Buildings are constructed for a specific purpose, often as a financial investment – to create value by selling the completed structure for more than it cost to build, or by leasing the space in the structure to one or more tenants and receiving income for many years. Therefore, it is essential that buildings are marketable and appealing to prospective buyers or tenants. A building’s lift system can contribute to its marketability or desirability in a number of ways with different lift parts and features , including:
- Excellent performance
- Changeability of use, such as to accommodate single or multiple tenants
- Resilience in the event of lift failures or removal of lifts for refurbishment
- Energy conservation
- Appealing aesthetics
Efficiency of energy use and sustainability
As lifts can account for a significant portion of an office’s energy consumption, it is essential that all lifts minimize energy consumption, are as energy-efficient and sustainable as possible, and are designed to last.

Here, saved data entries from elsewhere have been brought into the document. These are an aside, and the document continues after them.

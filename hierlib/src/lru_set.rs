/// Marks the absence of a neighbour in the recency list
const NIL: usize = usize::MAX;

#[derive(Debug, Copy, Clone)]
struct Slot {
    tag: u32,
    prev: usize,
    next: usize,
}

/// The resident blocks of a single cache set, ordered by recency of use
///
/// Blocks live in a small arena owned by the set and are linked into a doubly linked list through
/// indices into that arena, front being the most recently used block and rear the least recently
/// used. Slots freed by invalidation are kept on a free list and reused by later insertions, so the
/// arena never grows past the associativity
///
/// Presence in the set is validity, there is no separate valid bit
#[derive(Debug, Clone)]
pub struct LruSet {
    slots: Vec<Slot>,
    free: Vec<usize>,
    front: usize,
    rear: usize,
    len: usize,
    capacity: usize,
}

impl LruSet {
    pub fn new(capacity: usize) -> Self {
        debug_assert!(capacity > 0, "a set must hold at least one block");
        Self {
            slots: Vec::with_capacity(capacity),
            free: Vec::new(),
            front: NIL,
            rear: NIL,
            len: 0,
            capacity,
        }
    }

    /// Finds the recency position of a tag, 0 being the most recently used
    ///
    /// # Arguments
    ///
    /// * `tag`: The tag to look for
    ///
    /// returns: Option<usize>, None if the tag is not resident
    pub fn find(&self, tag: u32) -> Option<usize> {
        self.iter().position(|resident| resident == tag)
    }

    pub fn contains(&self, tag: u32) -> bool {
        self.locate(tag).is_some()
    }

    /// Moves a resident tag to the most recently used position, keeping the relative order of the
    /// other blocks
    ///
    /// This doubles as the lookup on the hit path: it returns false, changing nothing, when the tag
    /// isn't resident
    pub fn promote(&mut self, tag: u32) -> bool {
        let Some(index) = self.locate(tag) else {
            return false;
        };
        if index != self.front {
            self.unlink(index);
            self.link_front(index);
        }
        true
    }

    /// Inserts a tag at the most recently used position, evicting the least recently used block
    /// first if the set is full
    ///
    /// The caller must have checked the tag isn't already resident, a duplicate is a defect in the
    /// caller rather than something to recover from
    ///
    /// # Arguments
    ///
    /// * `tag`: The tag of the incoming block
    ///
    /// returns: Option<u32>, the tag of the evicted block if there was one
    pub fn insert(&mut self, tag: u32) -> Option<u32> {
        debug_assert!(!self.contains(tag), "tag {tag:#x} is already resident in the set");
        let mut evicted = None;
        let index = if self.len == self.capacity {
            let victim = self.rear;
            self.unlink(victim);
            evicted = Some(self.slots[victim].tag);
            victim
        } else if let Some(index) = self.free.pop() {
            index
        } else {
            self.slots.push(Slot { tag, prev: NIL, next: NIL });
            self.slots.len() - 1
        };
        self.slots[index].tag = tag;
        self.link_front(index);
        evicted
    }

    /// Removes a tag if it is resident. Absent tags are not an error
    ///
    /// returns: bool, whether a block was removed
    pub fn remove(&mut self, tag: u32) -> bool {
        match self.locate(tag) {
            Some(index) => {
                self.unlink(index);
                self.free.push(index);
                true
            }
            None => false,
        }
    }

    /// The most recently used tag
    pub fn most_recent(&self) -> Option<u32> {
        (self.front != NIL).then(|| self.slots[self.front].tag)
    }

    /// The least recently used tag, which is the next to be evicted when the set is full
    pub fn least_recent(&self) -> Option<u32> {
        (self.rear != NIL).then(|| self.slots[self.rear].tag)
    }

    /// Iterates over resident tags from most to least recently used
    pub fn iter(&self) -> Iter<'_> {
        Iter { set: self, current: self.front }
    }

    pub fn len(&self) -> usize {
        self.len
    }

    pub fn is_empty(&self) -> bool {
        self.len == 0
    }

    pub fn is_full(&self) -> bool {
        self.len == self.capacity
    }

    pub fn capacity(&self) -> usize {
        self.capacity
    }

    /// Walks the list in both directions and checks it is consistent: every block's neighbours
    /// point back at it, front and rear are the two ends, the length matches, the set is within
    /// capacity, and no tag appears twice
    pub fn is_consistent(&self) -> bool {
        let mut seen = Vec::with_capacity(self.len);
        let mut previous = NIL;
        let mut current = self.front;
        while current != NIL {
            let slot = &self.slots[current];
            if slot.prev != previous || seen.contains(&slot.tag) || seen.len() >= self.capacity {
                return false;
            }
            seen.push(slot.tag);
            previous = current;
            current = slot.next;
        }
        previous == self.rear && seen.len() == self.len
    }

    fn locate(&self, tag: u32) -> Option<usize> {
        let mut current = self.front;
        while current != NIL {
            let slot = &self.slots[current];
            if slot.tag == tag {
                return Some(current);
            }
            current = slot.next;
        }
        None
    }

    fn unlink(&mut self, index: usize) {
        let Slot { prev, next, .. } = self.slots[index];
        if prev == NIL {
            self.front = next;
        } else {
            self.slots[prev].next = next;
        }
        if next == NIL {
            self.rear = prev;
        } else {
            self.slots[next].prev = prev;
        }
        self.len -= 1;
    }

    fn link_front(&mut self, index: usize) {
        self.slots[index].prev = NIL;
        self.slots[index].next = self.front;
        if self.front == NIL {
            self.rear = index;
        } else {
            self.slots[self.front].prev = index;
        }
        self.front = index;
        self.len += 1;
    }
}

/// Iterator over the tags of an [`LruSet`], most recently used first
pub struct Iter<'a> {
    set: &'a LruSet,
    current: usize,
}

impl Iterator for Iter<'_> {
    type Item = u32;

    fn next(&mut self) -> Option<u32> {
        if self.current == NIL {
            return None;
        }
        let slot = &self.set.slots[self.current];
        self.current = slot.next;
        Some(slot.tag)
    }
}

#[cfg(test)]
mod tests {
    use rand::rngs::StdRng;
    use rand::{Rng, SeedableRng};

    use super::*;

    fn tags(set: &LruSet) -> Vec<u32> {
        set.iter().collect()
    }

    fn filled(tags: &[u32], capacity: usize) -> LruSet {
        let mut set = LruSet::new(capacity);
        for tag in tags {
            assert_eq!(set.insert(*tag), None);
        }
        set
    }

    #[test]
    fn insert_orders_most_recent_first() {
        let set = filled(&[1, 2, 3], 4);
        assert_eq!(tags(&set), vec![3, 2, 1]);
        assert_eq!(set.most_recent(), Some(3));
        assert_eq!(set.least_recent(), Some(1));
        assert_eq!(set.find(2), Some(1));
        assert_eq!(set.find(9), None);
        assert!(set.is_consistent());
    }

    #[test]
    fn full_set_evicts_first_inserted() {
        let mut set = filled(&[10, 20, 30, 40], 4);
        assert!(set.is_full());
        assert_eq!(set.insert(50), Some(10));
        assert_eq!(tags(&set), vec![50, 40, 30, 20]);
        assert_eq!(set.len(), 4);
    }

    #[test]
    fn promote_protects_from_eviction() {
        let mut set = filled(&[10, 20, 30, 40], 4);
        assert!(set.promote(10));
        assert_eq!(tags(&set), vec![10, 40, 30, 20]);
        assert_eq!(set.insert(50), Some(20));
        assert!(set.contains(10));
    }

    #[test]
    fn promote_keeps_relative_order_of_others() {
        let mut set = filled(&[1, 2, 3, 4, 5], 5);
        assert!(set.promote(3));
        assert_eq!(tags(&set), vec![3, 5, 4, 2, 1]);
        assert!(set.promote(3));
        assert_eq!(tags(&set), vec![3, 5, 4, 2, 1]);
        assert!(!set.promote(42));
        assert_eq!(tags(&set), vec![3, 5, 4, 2, 1]);
        assert!(set.is_consistent());
    }

    #[test]
    fn remove_front_middle_and_rear() {
        let mut set = filled(&[1, 2, 3, 4, 5], 5);
        assert!(set.remove(5));
        assert_eq!(tags(&set), vec![4, 3, 2, 1]);
        assert!(set.is_consistent());
        assert!(set.remove(1));
        assert_eq!(tags(&set), vec![4, 3, 2]);
        assert_eq!(set.least_recent(), Some(2));
        assert!(set.is_consistent());
        assert!(set.remove(3));
        assert_eq!(tags(&set), vec![4, 2]);
        assert!(set.is_consistent());
        assert!(!set.remove(3));
        assert!(set.remove(4));
        assert!(set.remove(2));
        assert!(set.is_empty());
        assert_eq!(set.most_recent(), None);
        assert_eq!(set.least_recent(), None);
        assert!(set.is_consistent());
    }

    #[test]
    fn removal_frees_room_without_eviction() {
        let mut set = filled(&[1, 2], 2);
        assert!(set.remove(1));
        assert_eq!(set.insert(3), None);
        assert_eq!(tags(&set), vec![3, 2]);
        assert_eq!(set.insert(4), Some(2));
    }

    #[test]
    fn direct_mapped_set_always_replaces() {
        let mut set = LruSet::new(1);
        assert_eq!(set.insert(7), None);
        assert_eq!(set.insert(8), Some(7));
        assert_eq!(set.insert(9), Some(8));
        assert_eq!(tags(&set), vec![9]);
    }

    #[test]
    fn links_survive_mixed_operations() {
        let mut set = LruSet::new(4);
        let mut rng = StdRng::seed_from_u64(0x2545_F491);
        for _ in 0..10_000 {
            let tag = rng.random_range(0..8u32);
            match rng.random_range(0..3u32) {
                0 => {
                    set.remove(tag);
                }
                1 => {
                    set.promote(tag);
                }
                _ => {
                    if !set.promote(tag) {
                        set.insert(tag);
                    }
                    assert_eq!(set.most_recent(), Some(tag));
                }
            }
            assert!(set.is_consistent());
            assert!(set.len() <= set.capacity());
        }
    }
}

When designing the interior aesthetics of an elevator, there are essentially two options:
Manufacturers’ standard assortment of interior lift finishes
The interior finishes offered by lift manufacturers include laminates, steels, back-painted glass, and numerous others. Choosing finishes from standard ranges offers a variety of interior design options for lifts and, more importantly, is likely to result in a significant cost savings compared to a custom lift interior.
Customized elevator interior finishes
With a bespoke lift interior, a vast array of design options are available, but it is important to note that these options are not limitless and must still adhere to a number of constraints and regulations. Materials must be able to withstand a sudden safety stop without being damaged, they must be flame-resistant, and there are regulations regarding wall material thickness. The weight of lift interior finishes contributes to the overall mass of the lift system, thereby increasing the size of the lift’s machinery and its energy consumption.
Location of construction facilities
The location of building amenities such as bicycle storage and restaurants can have a significant impact on the lift strategy of a structure.
From a lift perspective, a simple office building is one in which all building users enter on the ground floor and all floors are located above ground. A single main entrance floor allows for greater lift system efficiency and can reduce the number of lifts required for a building, compared to a building with two main entrance floors.
Modern building designs have introduced building features that influence the design of the lift system, and these features frequently necessitate additional lift capacity, for instance.
- Basement lift access
- a number of ground floors
- Attractions on upper floors, such as restaurants, include restaurants.
- Accessible roof surfaces
- Event spaces that can accommodate large crowds for a brief period
On a recent project, we proposed relocating the bicycle storage facilities from the basement to the ground floor, resulting in one fewer elevator in the building. This resulted in a capital cost savings of more than £250,000 and an increase in the building’s net lettable area, thereby increasing future rental income.
Why do these building characteristics increase the need for an elevator?
Imagine a lift system as the starting grid of a racetrack to comprehend why these features may necessitate an increase in lift capacity and the number of lifts in the building. The ground floor represents the starting line, while the upper floors represent the finish line. If some building occupants access the lift from a basement level (e.g., from a cycle store or shower area), it would be like a race car having to reverse away from the starting line to pick up passengers from the pit lane before starting from the back of the grid. Similarly, if there are multiple building entrances at different levels (e.g., some user access at ground level and others at upper ground), it is as if the race car had to stop before the first corner to pick up passengers before continuing.
Security and construction operations
As it is simple to tailgate a person without the proper security credentials, lifts are typically a very inadequate security measure. However, lifts can be used to encourage building occupants to comply with operational regulations.
Integration of lifts with access control or turnstiles can define a user’s primary lift journey, making it easy for them to take their most frequent journey and restricting their access to other building floors, such as other tenants’ floors.
In a building with turnstiles and destination-controlled lifts, for instance, a swipe card programmed with the user’s floor of employment would grant access to the authorized areas of the building. Their card grants them access to the building upon arrival, and when they pass through the turnstiles, it not only grants them access but also notifies the lifts of their arrival and calls a lift to take them to their floor contactless.